For 141 years, Hanro has been dedicated to crafting high-quality lingerie, nightwear and loungewear. Founded in 1884 in the Swiss town of Liestal, in the canton of Basel-Landschaft (Basel-Land), by Albert Handschin and Carl Ronus — whose surnames gave the brand its name — the company is now based in Götzis, Vorarlberg, Austria, and is led by CEO Stephan Höhmann. From the outset, the company has been synonymous with luxury, exceptional quality and timeless style. Today, Hanro is expanding into the broader fashion sphere, opening a new chapter in its history with the Atelier platform, created to foster collaborations with designers, artists, and visionaries who share Hanro’s founding values. The Atelier launches with a capsule collection created in collaboration with internationally renowned Austrian designer Arthur Arbesser.

Hanro Atelier with Arthur Arbesser

“We wanted to demonstrate our expertise and our ability to work closely with artists or designers,” Stephan Höhmann told FashionNetwork.com at the presentation of the initiative during Milan Fashion Week. “We decided to collaborate with Arthur primarily because we have common roots. He is Austrian, as we are now too, and you can sense an Austrian — particularly Viennese — spirit in his design.

“It was fascinating to work with a designer who, on the one hand, loves and understands how to work with the material and, on the other, has a fabric-focused design vision similar to ours. We therefore felt that we had to create something new, which our customers were also requesting. In addition, we admit, we aim to reach a new audience as a brand, because you should always find another reason to talk about yourself, broaden your horizons and thereby find new opportunities and customers.”

The central element of the collection — comprising 15 pieces — is a chequerboard motif designed by Arbesser, a Viennese designer now permanently based in Milan, where he has just opened his new sartorial and creative showroom/atelier on Via Sannio. Conceived as a symbol of balance between order and creativity, structure and lightness — a metaphor for a shared vision of design — the unisex capsule fuses comfort and style in timeless garments.

“It was very easy to work with Arthur because he immediately understood our materials and fell in love with them,” the CEO continued. “He greatly appreciated our uncompromising approach, the many tests we carried out on the prints before achieving an optimal result. At the same time, Arbesser did not simply default to Hanro’s style.”

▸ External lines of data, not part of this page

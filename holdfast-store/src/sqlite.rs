//! SQLite-backed store.
//!
//! Keeps every blob in a single `kv_items` table so the sync core's state is
//! isolated from whatever database the host application uses.

use crate::{DurableStore, StoreResult};
use holdfast_types::{Timestamp, lock};
use rusqlite::{Connection, OptionalExtension, params};
use std::path::Path;
use std::sync::{Arc, Mutex};
use tracing::debug;

/// Persistent [`DurableStore`] backed by SQLite.
#[derive(Clone)]
pub struct SqliteStore {
    conn: Arc<Mutex<Connection>>,
}

impl SqliteStore {
    /// Opens (or creates) a store at the given path.
    pub fn open(path: impl AsRef<Path>) -> StoreResult<Self> {
        let path = path.as_ref();
        debug!(path = %path.display(), "opening durable store");
        let conn = Connection::open(path)?;
        Self::with_connection(conn)
    }

    /// Opens an in-memory store (for testing).
    pub fn open_in_memory() -> StoreResult<Self> {
        Self::with_connection(Connection::open_in_memory()?)
    }

    fn with_connection(conn: Connection) -> StoreResult<Self> {
        conn.execute_batch(
            "
            CREATE TABLE IF NOT EXISTS kv_items (
                key TEXT PRIMARY KEY,
                value TEXT NOT NULL,
                updated_at INTEGER NOT NULL
            );
            ",
        )?;
        Ok(Self {
            conn: Arc::new(Mutex::new(conn)),
        })
    }

    /// Returns all keys starting with `prefix`, sorted.
    pub fn keys_with_prefix(&self, prefix: &str) -> StoreResult<Vec<String>> {
        let conn = lock(&self.conn);
        let mut stmt = conn.prepare("SELECT key FROM kv_items ORDER BY key")?;
        let keys = stmt
            .query_map([], |row| row.get::<_, String>(0))?
            .collect::<Result<Vec<_>, _>>()?;
        Ok(keys.into_iter().filter(|k| k.starts_with(prefix)).collect())
    }
}

impl DurableStore for SqliteStore {
    fn get_item(&self, key: &str) -> StoreResult<Option<String>> {
        let conn = lock(&self.conn);
        let value = conn
            .query_row(
                "SELECT value FROM kv_items WHERE key = ?1",
                params![key],
                |row| row.get::<_, String>(0),
            )
            .optional()?;
        Ok(value)
    }

    fn set_item(&self, key: &str, value: &str) -> StoreResult<()> {
        let conn = lock(&self.conn);
        conn.execute(
            "INSERT INTO kv_items (key, value, updated_at) VALUES (?1, ?2, ?3)
             ON CONFLICT(key) DO UPDATE SET value = excluded.value, updated_at = excluded.updated_at",
            params![key, value, Timestamp::now().as_millis() as i64],
        )?;
        Ok(())
    }

    fn remove_item(&self, key: &str) -> StoreResult<()> {
        let conn = lock(&self.conn);
        conn.execute("DELETE FROM kv_items WHERE key = ?1", params![key])?;
        Ok(())
    }
}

The capsule collection is available at a selection of Hanro boutiques, including Munich, Vienna, Zurich, Rome, New York, and Beverly Hills, as well as on the brand’s official e-commerce site.

Hanro Atelier with Arthur Arbesser
Hanro Atelier with Arthur Arbesser

Meanwhile, Hanro closed the 2024 financial year “with turnover even better than in 2023, when we equalled our record level of 2019,” Höhmann confirmed, “and in 2025 we should surpass it again, albeit slightly, probably by about 1.5%. This year went very well up to August; we will see how our key markets perform as the year draws to a close.”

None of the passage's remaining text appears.